Ecuadorian bringing mountains into homes with audiovisual project

By Susana Madera

Quito, Jul 19 (EFE).- Ecuadorian Ivan Vallejo was 12 when he climbed to the top of Illiniza Norte in what was the start of an adventure that has taken him all over the world to the summits of dozens of mountains, experiences that he will now share via an audiovisual project that will captivate nature lovers.

“Mundo de aventure” (World of Adventure) is the name of the project Vallejo will offer starting this week on his Youtube channel, on which he will present – in different episodes – his travels to various mountains in Ecuador and around the world.

He starts off the project with images of his ascent of Ecuador’s Cotopaxi volcano, rising 5,897 meters (19,342 feet) above sea level and the highest volcano in the world, having hit on the idea for the project during the obligatory coronavirus pandemic, which – he said – led “many, if not everyone, to rethink projects or invent new ones.”

Vallejo, who claims that his love of mountains is genetic and imbedded in his DNA, said that at age 8 he experienced “love at first sight” when – from a balcony – he first viewed the Tungurahua volcano and asked his mother: “What do they call people who climb mountains?”

“Mountains are the cathedrals of my life, and you go to a cathedral to meditate, to pray, to give thanks and, every now and then, to ask for something,” he said.

Although he has climbed dozens of mountains, among them the “14 8-mile peaks,” Vallejo keeps almost no statistics on his ascents so that he does not fall into “the frivolity” of “climbing to count,” he said, noting that the only account he keeps “more or less” is the one involving Cotopaxi, which he has climbed approximately 282 times.

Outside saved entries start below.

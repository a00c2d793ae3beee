//! Integration tests for the lenient cache facade.

mod common;

use common::{memory_cache, refusing_cache};
use serde::{Deserialize, Serialize};
use std::collections::{HashMap, HashSet};
use std::sync::Arc;
use std::time::Duration;
use strata_cache::{
    CacheFacade, KeyValueBackend, MemoryBackend, TimeUnit, Ttl, EXPIRE_ERROR, EXPIRE_MISSING,
    EXPIRE_PERSISTENT,
};
use strata_config::RedisConfig;
use strata_core::StrataError;

#[derive(Debug, Clone, PartialEq, Serialize, Deserialize)]
struct Vehicle {
    plate: String,
    seats: u8,
}

fn vehicle(plate: &str) -> Vehicle {
    Vehicle {
        plate: plate.to_string(),
        seats: 4,
    }
}

#[tokio::test]
async fn test_set_then_get_round_trips() {
    let (_, cache) = memory_cache();

    assert!(cache.set("vehicle:1", &vehicle("A-1"), Ttl::seconds(60)).await);

    let found: Option<Vehicle> = cache.get("vehicle:1").await;
    assert_eq!(found, Some(vehicle("A-1")));
    assert!(cache.has_key("vehicle:1").await);
}

#[tokio::test]
async fn test_get_missing_key_is_none() {
    let (_, cache) = memory_cache();
    assert_eq!(cache.get::<Vehicle>("absent").await, None);
    assert!(!cache.has_key("absent").await);
}

#[tokio::test]
async fn test_set_applies_ttl() {
    let (_, cache) = memory_cache();
    cache.set("k", "v", Ttl::seconds(60)).await;

    let remaining = cache.get_expire("k", TimeUnit::Seconds).await;
    assert!((58..=60).contains(&remaining), "remaining was {}", remaining);
}

#[tokio::test]
async fn test_entry_expires() {
    let (_, cache) = memory_cache();
    cache.set("short", &1, Ttl::millis(30)).await;

    tokio::time::sleep(Duration::from_millis(60)).await;

    assert_eq!(cache.get::<i32>("short").await, None);
    assert_eq!(cache.get_expire("short", TimeUnit::Seconds).await, EXPIRE_MISSING);
}

#[tokio::test]
async fn test_unbounded_ttl_is_stored_without_expiry() {
    let (_, cache) = memory_cache();
    let forever = Ttl::from(Duration::MAX);
    let fields: HashMap<&str, i32> = HashMap::from([("a", 1)]);

    assert!(cache.set("k", &1, forever).await);
    assert!(cache.expire("k", forever).await);
    assert!(cache.hmset("h", &fields, forever).await);
    assert_eq!(cache.s_set("s", forever, &[1, 2]).await, 2);
    assert!(cache.l_set("l", &1, forever).await);

    assert_eq!(cache.get::<i32>("k").await, Some(1));
    assert_eq!(cache.get_expire("k", TimeUnit::Seconds).await, EXPIRE_PERSISTENT);
    assert_eq!(cache.l_get_all::<i32>("l").await, Some(vec![1]));
}

#[tokio::test]
async fn test_expire_on_existing_and_missing_keys() {
    let (_, cache) = memory_cache();
    cache.set("k", &1, Ttl::seconds(5)).await;

    assert!(cache.expire("k", Ttl::minutes(10)).await);
    assert!(cache.get_expire("k", TimeUnit::Minutes).await >= 9);
    assert!(!cache.expire("absent", Ttl::seconds(5)).await);
}

#[tokio::test]
async fn test_get_expire_distinguishes_persistent_keys() {
    let (backend, cache) = memory_cache();
    backend.set("legacy", b"1".to_vec(), None).await.unwrap();

    assert_eq!(cache.get_expire("legacy", TimeUnit::Seconds).await, EXPIRE_PERSISTENT);
    assert_eq!(cache.get_expire("absent", TimeUnit::Seconds).await, EXPIRE_MISSING);
}

#[tokio::test]
async fn test_del_counts_existing_keys() {
    let (_, cache) = memory_cache();
    cache.set("a", &1, Ttl::seconds(60)).await;
    cache.set("b", &2, Ttl::seconds(60)).await;

    assert_eq!(cache.del(&["a", "b", "c"]).await, 2);
    assert!(!cache.has_key("a").await);
    assert_eq!(cache.del(&[]).await, 0);
}

#[tokio::test]
async fn test_hmset_then_hmget() {
    let (_, cache) = memory_cache();
    let fields: HashMap<&str, i32> = [("a", 1), ("b", 2)].into();

    assert!(cache.hmset("h", &fields, Ttl::seconds(60)).await);

    let stored: HashMap<String, i32> = cache.hmget("h").await.unwrap();
    assert_eq!(stored, HashMap::from([("a".to_string(), 1), ("b".to_string(), 2)]));
    assert!(cache.get_expire("h", TimeUnit::Seconds).await > 0);
}

#[tokio::test]
async fn test_hash_field_operations() {
    let (_, cache) = memory_cache();

    assert!(cache.hset("h", "owner", &vehicle("B-2"), Ttl::seconds(60)).await);
    assert!(cache.hset("h", "spare", &vehicle("C-3"), Ttl::seconds(60)).await);

    assert_eq!(cache.hget::<Vehicle>("h", "owner").await, Some(vehicle("B-2")));
    assert!(cache.h_has_key("h", "spare").await);
    assert!(!cache.h_has_key("h", "nope").await);

    assert_eq!(cache.hdel("h", &["spare", "nope"]).await, 1);
    assert!(!cache.h_has_key("h", "spare").await);
    assert_eq!(cache.hget::<Vehicle>("h", "spare").await, None);
}

#[tokio::test]
async fn test_hmget_missing_key_is_empty() {
    let (_, cache) = memory_cache();
    let stored: Option<HashMap<String, i32>> = cache.hmget("absent").await;
    assert_eq!(stored, Some(HashMap::new()));
}

#[tokio::test]
async fn test_s_set_counts_new_members() {
    let (_, cache) = memory_cache();

    assert_eq!(cache.s_set("s", Ttl::seconds(60), &["x", "y", "x"]).await, 2);
    assert_eq!(cache.s_get_set_size("s").await, 2);
    assert_eq!(cache.s_set("s", Ttl::seconds(60), &["y", "z"]).await, 1);

    let members: HashSet<String> = cache.s_get("s").await.unwrap();
    let expected: HashSet<String> = ["x", "y", "z"].iter().map(|s| s.to_string()).collect();
    assert_eq!(members, expected);
}

#[tokio::test]
async fn test_set_membership_and_removal() {
    let (_, cache) = memory_cache();
    cache.s_set("s", Ttl::seconds(60), &[1, 2, 3]).await;

    assert!(cache.s_has_key("s", &2).await);
    assert!(!cache.s_has_key("s", &9).await);

    assert_eq!(cache.set_remove("s", &[2, 9]).await, 1);
    assert_eq!(cache.s_get_set_size("s").await, 2);
    assert!(!cache.s_has_key("s", &2).await);
}

#[tokio::test]
async fn test_list_preserves_insertion_order() {
    let (_, cache) = memory_cache();
    for item in ["a", "b", "c"] {
        assert!(cache.l_set("l", item, Ttl::seconds(60)).await);
    }

    assert_eq!(cache.l_get_all::<String>("l").await.unwrap(), vec!["a", "b", "c"]);
    assert_eq!(cache.l_get::<String>("l", 1, 2).await.unwrap(), vec!["b", "c"]);
    assert_eq!(cache.l_get::<String>("l", -2, -1).await.unwrap(), vec!["b", "c"]);
    assert_eq!(cache.l_get_list_size("l").await, 3);
    assert_eq!(cache.l_get_index::<String>("l", 0).await.as_deref(), Some("a"));
    assert_eq!(cache.l_get_index::<String>("l", -1).await.as_deref(), Some("c"));
    assert_eq!(cache.l_get_index::<String>("l", 5).await, None);
}

#[tokio::test]
async fn test_list_range_out_of_bounds_is_empty() {
    let (_, cache) = memory_cache();
    cache.l_set("l", &1, Ttl::seconds(60)).await;

    assert_eq!(cache.l_get::<i32>("l", 3, 10).await, Some(Vec::new()));
    assert_eq!(cache.l_get_all::<i32>("absent").await, Some(Vec::new()));
}

#[tokio::test]
async fn test_get_or_load_caches_on_miss() {
    let (_, cache) = memory_cache();

    let loaded = cache
        .get_or_load("vehicle:9", Ttl::seconds(60), || async { Ok(vehicle("Z-9")) })
        .await
        .unwrap();
    assert_eq!(loaded, vehicle("Z-9"));

    let cached = cache
        .get_or_load("vehicle:9", Ttl::seconds(60), || async {
            Err::<Vehicle, _>(StrataError::internal("loader must not run on a hit"))
        })
        .await
        .unwrap();
    assert_eq!(cached, vehicle("Z-9"));
}

#[tokio::test]
async fn test_get_or_load_propagates_loader_errors() {
    let (_, cache) = memory_cache();

    let result = cache
        .get_or_load("k", Ttl::seconds(60), || async {
            Err::<i32, _>(StrataError::internal("database down"))
        })
        .await;

    assert!(matches!(result, Err(StrataError::Internal(_))));
    assert!(!cache.has_key("k").await);
}

#[tokio::test]
async fn test_sweep_persistent_reconciles_orphans() {
    let (backend, cache) = memory_cache();
    backend.set("session:1", b"1".to_vec(), None).await.unwrap();
    backend.set("session:2", b"2".to_vec(), None).await.unwrap();
    cache.set("session:3", &3, Ttl::seconds(60)).await;
    backend.set("other:1", b"1".to_vec(), None).await.unwrap();

    assert_eq!(cache.sweep_persistent("session:*", Ttl::seconds(30)).await, 2);

    assert!(cache.get_expire("session:1", TimeUnit::Seconds).await > 0);
    assert_eq!(cache.get_expire("other:1", TimeUnit::Seconds).await, EXPIRE_PERSISTENT);
    assert_eq!(cache.sweep_persistent("session:*", Ttl::seconds(30)).await, 0);
}

#[tokio::test]
async fn test_configured_default_ttl() {
    let config = RedisConfig {
        default_ttl_secs: 120,
        ..RedisConfig::default()
    };
    let backend = Arc::new(MemoryBackend::new());
    let cache = CacheFacade::from_config(backend.clone(), &config);
    backend.set("orphan", b"1".to_vec(), None).await.unwrap();

    assert_eq!(cache.sweep_orphans("*").await, 1);
    let remaining = cache.get_expire("orphan", TimeUnit::Seconds).await;
    assert!((110..=120).contains(&remaining), "remaining was {}", remaining);

    let value = cache.get_or_load_default("loaded", || async { Ok(5_u8) }).await.unwrap();
    assert_eq!(value, 5);
    assert!(cache.get_expire("loaded", TimeUnit::Minutes).await >= 1);
}

#[tokio::test]
async fn test_refusing_backend_yields_neutral_values() {
    let (backend, cache) = refusing_cache();
    let ttl = Ttl::seconds(60);
    let fields: HashMap<String, i32> = [("a".to_string(), 1)].into();

    assert!(!cache.set("k", &1, ttl).await);
    assert_eq!(cache.get::<i32>("k").await, None);
    assert!(!cache.expire("k", ttl).await);
    assert_eq!(cache.get_expire("k", TimeUnit::Seconds).await, EXPIRE_ERROR);
    assert!(!cache.has_key("k").await);
    assert_eq!(cache.del(&["k"]).await, 0);

    assert!(!cache.hmset("h", &fields, ttl).await);
    assert!(!cache.hset("h", "a", &1, ttl).await);
    assert_eq!(cache.hget::<i32>("h", "a").await, None);
    assert_eq!(cache.hmget::<i32>("h").await, None);
    assert_eq!(cache.hdel("h", &["a"]).await, 0);
    assert!(!cache.h_has_key("h", "a").await);

    assert_eq!(cache.s_get::<i32>("s").await, None);
    assert!(!cache.s_has_key("s", &1).await);
    assert_eq!(cache.s_set("s", ttl, &[1]).await, 0);
    assert_eq!(cache.s_get_set_size("s").await, 0);
    assert_eq!(cache.set_remove("s", &[1]).await, 0);

    assert_eq!(cache.l_get::<i32>("l", 0, -1).await, None);
    assert_eq!(cache.l_get_all::<i32>("l").await, None);
    assert_eq!(cache.l_get_list_size("l").await, 0);
    assert_eq!(cache.l_get_index::<i32>("l", 0).await, None);
    assert!(!cache.l_set("l", &1, ttl).await);

    assert_eq!(cache.sweep_persistent("*", ttl).await, 0);
    assert!(!cache.is_available().await);

    assert_eq!(backend.calls(), 24);
}

#[tokio::test]
async fn test_get_or_load_survives_refusing_backend() {
    let (_, cache) = refusing_cache();

    let value = cache
        .get_or_load("k", Ttl::seconds(60), || async { Ok(41 + 1) })
        .await
        .unwrap();

    assert_eq!(value, 42);
}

At age 61, he trains for five or six days per week alternating between bicycling and track and field work, and he eats a healthy diet.

On Dec. 28, 1988, Vallejo fell into an enormous crevice on Ecuador’s Chimborazo volcano. “I had a big, big scare because I remained buried for four hours, completely immobilized and waiting for my friends to … rescue me.”

“I thought, ‘What an absurd way for me to die doing this which I enjoy so much’ and I got mad at the mountain,” Vallejo told EFE, adding that he got through the anxious situation by praying to God until a friend rescued him.

After that, he initially promised himself that he would climb no more mountains but six months later and after a “personal ceremony to work with the fear,” he once again began climbing.

Vallejo has climbed mountains in Alaska, Colombia, Peru, Bolivia, Argentina, Spain, Italy, France, Switzerland, China, Pakistan and Nepal.

He said that among his most difficult ascents were the ones he made of K2, Kanchenjunga and Dhaulagiri, the second, third and seventh highest mountains in the world, respectively, and three of the 14 8-mile peaks, the last one of which he scaled on May 1, 2008.

Arriving at the summit of Everest, climbing Cotopaxi with his son, getting to the top of Kanchenjunga (on his fifth attempt), completing the 14 8-mile peaks and being embraced by his son after getting to the summit of a 4,300-meter peak in Ecuador in the middle of the pandemic are some of his most emotional moments, he said.

“Life must be lived with intensity every day,” Vallejo added.

A chemical engineer by training, a lecturer for 12 years at the National Polytechnic School’s Sciences Institute, a guide and motivational coach, Vallejo said that the best lesson from the pandemic is that one must “live here and now” and share experiences.

“If I make films, take photos and only I see them, it’s wasted money. You have to share your trips,” he said, having created periodic audiovisual presentations of his trips since 1988.

However, now he has decided to bring the mountains into the homes of everyone via Youtube to share his experiences and reflections with videos that will last between four and 12 minutes and will allow viewers to see the ascent process and climb up among the clouds to see and feel the world from on high.